芷寒微有一愣:“臣妾心中有什麼鬼?”抬了抬下頜,不屑道,“臣妾聽說,這般骯髒的罪名也不是頭一回扣在長姐頭上了,從前無事,這次自然也會無事。長姐身正不怕影子斜,何須臣妾多加解釋?”
韻淑儀清然一笑:“哦,倒是本宮多心了。那聽陛下的意思就是。”
已然沉默許久的宏晅方看向仍跪伏在地的馨貴嬪,清淡道:“人,是你發現的,來稟輝晟殿的,也是你身邊的宦官。現下他又招出是來見你,真是湊巧。”他說著冷冷一笑,睇向我時才添了幾分暖意,“晏然,看來你是回宮的時候不湊巧,碰上了不該碰上的東西。”
我低下頭,抿了抿嘴,喃喃道:“其實……黑燈瞎火的,臣妾什麼也不曾見到,是馨姐姐自己多心了。”
原來是怡然一不做二不休地直接嫁禍給了她,這倒是個好主意,比單純地說是受人指使更添了三分可信。如此,眾人便多少會覺得許是馨貴嬪與人私會時遇上了我,心虛之下便栽贓給我,縱使死無對證,疑點也到底不在我一人身上了。事情變得愈加複雜,愈複雜就愈尋不得真相,尋不得真相……便也只好輕描淡寫地收場,找個相干的人來頂罪了事了。
這個了事的人,不是我便是馨貴嬪,全看宏晅了。
宏晅轉向皇后,淡問她:“梓童的意思呢?”
皇后和緩地一頜首,卻掩不去眉眼間的不快:“臣妾覺得,馨貴嬪不端在先、嫁禍有孕宮嬪在後,如不嚴懲,日後宮規再難整肅。”

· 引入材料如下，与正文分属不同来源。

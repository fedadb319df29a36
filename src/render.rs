//! Rendering sinks for resolved charts.
//!
//! Plotting itself belongs to whatever front end consumes the output; the
//! crate ships a terminal table sink and a JSON sink that hands the payload
//! and the [`RenderConfig`] to an external plotter. Style settings always
//! travel as an explicit value, never as global state.

use anyhow::{Context, Result};
use clap::ValueEnum;
use serde::{Deserialize, Serialize};

use crate::{
    chart::{ChartPayload, ResolvedChart},
    fields::CanonicalField,
    table::{format_optional, render_table},
};

#[derive(Debug, Clone, PartialEq, Serialize, Deserialize)]
#[serde(default, deny_unknown_fields)]
pub struct RenderConfig {
    /// Preferred font families, first installed one wins.
    pub font_families: Vec<String>,
    pub fallback_font: String,
    /// Figure size in inches.
    pub width: f64,
    pub height: f64,
    pub dpi: u32,
}

impl Default for RenderConfig {
    fn default() -> Self {
        Self {
            font_families: ["NanumGothic", "Malgun Gothic", "AppleGothic", "Noto Sans CJK KR"]
                .into_iter()
                .map(str::to_string)
                .collect(),
            fallback_font: "DejaVu Sans".to_string(),
            width: 12.0,
            height: 8.0,
            dpi: 300,
        }
    }
}

/// Opaque rendered output.
#[derive(Debug, Clone, PartialEq, Eq)]
pub struct Artifact {
    pub media_type: &'static str,
    pub bytes: Vec<u8>,
}

pub trait ChartSink {
    fn render(&self, chart: &ResolvedChart, config: &RenderConfig) -> Result<Artifact>;
}

#[derive(Debug, Clone, Copy, Default, PartialEq, Eq, ValueEnum)]
#[value(rename_all = "kebab-case")]
pub enum OutputFormat {
    #[default]
    Table,
    Json,
}

impl OutputFormat {
    pub fn sink(self) -> Box<dyn ChartSink> {
        match self {
            OutputFormat::Table => Box::new(TextSink),
            OutputFormat::Json => Box::new(JsonSink),
        }
    }
}

#[derive(Debug, Clone, Copy, Default)]
pub struct JsonSink;

#[derive(Serialize)]
struct JsonDocument<'a> {
    render: &'a RenderConfig,
    chart: &'a ResolvedChart,
}

impl ChartSink for JsonSink {
    fn render(&self, chart: &ResolvedChart, config: &RenderConfig) -> Result<Artifact> {
        let document = JsonDocument {
            render: config,
            chart,
        };
        let mut bytes =
            serde_json::to_vec_pretty(&document).context("Serializing chart payload to JSON")?;
        bytes.push(b'\n');
        Ok(Artifact {
            media_type: "application/json",
            bytes,
        })
    }
}

#[derive(Debug, Clone, Copy, Default)]
pub struct TextSink;

impl ChartSink for TextSink {
    fn render(&self, chart: &ResolvedChart, _config: &RenderConfig) -> Result<Artifact> {
        let decimals = chart.spec.decimals;
        let mut text = format!("{}\n\n", chart.spec.title);
        match &chart.payload {
            ChartPayload::Profile {
                labels,
                values,
                substituted,
                summary,
                self_evaluation,
                ..
            } => {
                text.push_str(&vector_table(labels, values, substituted, decimals));
                if let (Some(summary), Some(self_evaluation)) = (summary, self_evaluation) {
                    text.push_str(&format!(
                        "\n{}: {summary}\n{}: {self_evaluation}\n",
                        CanonicalField::SummaryText.label(),
                        CanonicalField::SelfEvaluation.label()
                    ));
                }
            }
            ChartPayload::Delta {
                labels,
                values,
                substituted,
                ..
            } => text.push_str(&vector_table(labels, values, substituted, decimals)),
            ChartPayload::Means {
                labels,
                means,
                std_devs,
                counts,
            } => {
                let headers = strings(&["item", "count", "mean", "std_dev"]);
                let rows = labels
                    .iter()
                    .enumerate()
                    .map(|(idx, label)| {
                        vec![
                            label.clone(),
                            counts[idx].to_string(),
                            format_optional(means[idx], decimals),
                            format_optional(std_devs[idx], decimals),
                        ]
                    })
                    .collect::<Vec<_>>();
                text.push_str(&render_table(&headers, &rows));
            }
            ChartPayload::Correlation { labels, matrix } => {
                let mut headers = vec![String::new()];
                headers.extend(labels.iter().cloned());
                let rows = labels
                    .iter()
                    .zip(matrix)
                    .map(|(label, row)| {
                        let mut cells = vec![label.clone()];
                        cells.extend(row.iter().map(|value| format_optional(*value, decimals)));
                        cells
                    })
                    .collect::<Vec<_>>();
                text.push_str(&render_table(&headers, &rows));
            }
            ChartPayload::Comparison { labels, series } => {
                let mut headers = vec!["student".to_string()];
                headers.extend(labels.iter().cloned());
                let rows = series
                    .iter()
                    .map(|line| {
                        let mut cells = vec![line.student.clone()];
                        cells.extend(line.values.iter().map(|value| format!("{value:.decimals$}")));
                        cells
                    })
                    .collect::<Vec<_>>();
                text.push_str(&render_table(&headers, &rows));
            }
        }
        Ok(Artifact {
            media_type: "text/plain; charset=utf-8",
            bytes: text.into_bytes(),
        })
    }
}

fn vector_table(
    labels: &[String],
    values: &[f64],
    substituted: &[CanonicalField],
    decimals: usize,
) -> String {
    let headers = strings(&["item", "score", "note"]);
    let rows = labels
        .iter()
        .zip(values)
        .map(|(label, value)| {
            let missing = substituted.iter().any(|field| field.label() == label.as_str());
            vec![
                label.clone(),
                format!("{value:.decimals$}"),
                if missing {
                    "not available".to_string()
                } else {
                    String::new()
                },
            ]
        })
        .collect::<Vec<_>>();
    render_table(&headers, &rows)
}

fn strings(values: &[&str]) -> Vec<String> {
    values.iter().map(|value| value.to_string()).collect()
}

#[cfg(test)]
mod tests {
    use super::*;
    use crate::chart::{ChartKind, ChartSpec};

    fn means_chart() -> ResolvedChart {
        ResolvedChart {
            spec: ChartSpec {
                kind: ChartKind::Means,
                title: "means".to_string(),
                y_label: None,
                y_range: None,
                decimals: 2,
            },
            payload: ChartPayload::Means {
                labels: vec!["긴장도".to_string(), "집중도".to_string()],
                means: vec![Some(1.5), None],
                std_devs: vec![Some(0.70710678), None],
                counts: vec![2, 0],
            },
        }
    }

    #[test]
    fn text_sink_prints_not_available_statistics() {
        let artifact = TextSink
            .render(&means_chart(), &RenderConfig::default())
            .unwrap();
        let text = String::from_utf8(artifact.bytes).unwrap();
        assert!(text.starts_with("means\n"));
        assert!(text.contains("긴장도  2      1.50  0.71"));
        assert!(text.contains("집중도  0      n/a   n/a"));
    }

    #[test]
    fn json_sink_carries_render_config() {
        let artifact = JsonSink
            .render(&means_chart(), &RenderConfig::default())
            .unwrap();
        assert_eq!(artifact.media_type, "application/json");
        let value: serde_json::Value = serde_json::from_slice(&artifact.bytes).unwrap();
        assert_eq!(value["render"]["dpi"], 300);
        assert_eq!(value["chart"]["payload"]["kind"], "means");
        assert!(value["chart"]["payload"]["means"][1].is_null());
    }
}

宏晅點了頭。馨貴嬪一驚,立刻膝行上去,連連道:“皇后娘娘……臣妾冤枉,臣妾絕不敢做此等惡事,皇后娘娘明鑑……”
皇后緊蹙的眉頭中隱有幾許無奈和失望,冷聲道:“你入宮這麼久,縱使近兩年來比不得從前得寵,陛下到底沒虧了你。作出這樣的事,實在讓本宮心寒。”
“皇后娘娘……不是的……若臣妾提前告退便脫不了這干係,那寧貴嬪告退後繞了那樣的遠路回宮又如何清白得了?”
“馨姐姐。”我垂下眼簾不去看她,生硬道,“本宮提前告退,是陛下先開的口讓本宮回去歇息,本宮依旨照辦罷了。難不成本宮還能知道陛下會讓本宮提前退席,約了人來見麼?馨姐姐可是主動告的退,姐姐想嫁禍給本宮,考慮得也太不周全了。”
“不可能……”馨貴嬪顫抖起來,驚慌失措地想了一想,又道,“怎麼會如此突然翻供!那人先前分明咬死了是寧貴嬪……怎的會今日突然改了口!”
“先前分明咬死了是寧貴嬪?”宏晅目光凌厲地掃過她,遂玩味著輕笑道,“宮正司審的過程,貴嬪倒是很清楚啊。看來寧貴嬪和宮正再交好,也比不得馨貴嬪。”
馨貴嬪面如死灰。
馨貴嬪……不,庶人秦珏,在當晚懸樑自盡,死前留了血書一封。因她先前被禁了足,守著鷺夕宮的人都換成了御前指去的人,那封血書被交到怡然手裡,怡然又交給了我。
我讀完了她的字字冤屈,看著那寫在絹帛上的已有些發暗的血紅的字蔑然一笑,道了句:“自作孽,不可活。”便隨手丟進了炭盆。
我知道宏晅也是她的夫君,她留給他的最後一封信、關乎她清白的一封信,同為妾室的我不該如此毀去。
但,他若看到了,死的也許就是我。
晚膳時,我差人請芷寒帶著元沂來,這樣的時候,我太需要有人陪伴。
“這事可算是了了麼?怎麼覺得不明不白?”芷寒疑慮著,我苦苦一笑:“宮裡不明不白的事多了,沒有那麼多可算的。”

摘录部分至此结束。